* Task: The answer must consist of the records below, repeated exactly.

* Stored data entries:
____
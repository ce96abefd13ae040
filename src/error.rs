//! Error types for the payroll engine.
//!
//! This module provides strongly-typed errors using the `thiserror` crate
//! for all error conditions that can occur during payroll computation.

use thiserror::Error;

/// The main error type for the payroll engine.
///
/// All operations in the engine return this error type, making it easy
/// to handle errors consistently throughout the application.
///
/// # Example
///
/// ```
/// use payroll_engine::error::EngineError;
///
/// let error = EngineError::ConfigNotFound {
///     path: "/missing/payroll-1404.yaml".to_string(),
/// };
/// assert_eq!(
///     error.to_string(),
///     "Configuration file not found: /missing/payroll-1404.yaml"
/// );
/// ```
#[derive(Debug, Error)]
pub enum EngineError {
    /// Configuration file was not found at the specified path.
    #[error("Configuration file not found: {path}")]
    ConfigNotFound {
        /// The path that was not found.
        path: String,
    },

    /// Configuration file could not be parsed.
    #[error("Failed to parse configuration file '{path}': {message}")]
    ConfigParseError {
        /// The path to the file that failed to parse.
        path: String,
        /// A description of the parse error.
        message: String,
    },

    /// Configuration was structurally invalid.
    #[error("Invalid configuration: {message}")]
    InvalidConfiguration {
        /// A description of what made the configuration invalid.
        message: String,
    },

    /// A payroll input field was invalid.
    #[error("Invalid input field '{field}': {message}")]
    InvalidInput {
        /// The field that was invalid.
        field: String,
        /// A description of what made the field invalid.
        message: String,
    },

    /// A general calculation error occurred.
    #[error("Calculation error: {message}")]
    CalculationError {
        /// A description of the calculation error.
        message: String,
    },
}

/// A type alias for Results that return EngineError.
pub type EngineResult<T> = Result<T, EngineError>;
____
* Written response:
repository ce96abefd13ae040
filename src/error.rs
//! Error types for the payroll engine.
//!
//! This module provides strongly-typed errors using the `thiserror` crate
//! for all error conditions that can occur during payroll computation.

use thiserror::Error;

/// The main error type for the payroll engine.
///
/// All operations in the engine return this error type, making it easy
/// to handle errors consistently throughout the application.
///
/// # Example
///
/// ```
/// use payroll_engine::error::EngineError;
///
/// let error = EngineError::ConfigNotFound {
///     path: "/missing/payroll-1404.yaml".to_string(),
/// };
/// assert_eq!(
///     error.to_string(),
///     "Configuration file not found: /missing/payroll-1404.yaml"
/// );
/// ```
#[derive(Debug, Error)]
pub enum EngineError {
    /// Configuration file was not found at the specified path.
    #[error("Configuration file not found: {path}")]
    ConfigNotFound {
        /// The path that was not found.
        path: String,
    },

    /// Configuration file could not be parsed.
    #[error("Failed to parse configuration file '{path}': {message}")]
    ConfigParseError {
        /// The path to the file that failed to parse.
        path: String,
        /// A description of the parse error.
        message: String,
    },

    /// Configuration was structurally invalid.
    #[error("Invalid configuration: {message}")]
    InvalidConfiguration {
        /// A description of what made the configuration invalid.
        message: String,
    },

    /// A payroll input field was invalid.
    #[error("Invalid input field '{field}': {message}")]
    InvalidInput {
        /// The field that was invalid.
        field: String,
        /// A description of what made the field invalid.
        message: String,
    },

    /// A general calculation error occurred.
    #[error("Calculation error: {message}")]
    CalculationError {
        /// A description of the calculation error.
        message: String,
    },
}

/// A type alias for Results that return EngineError.
pub type EngineResult<T> = Result<T, EngineError>;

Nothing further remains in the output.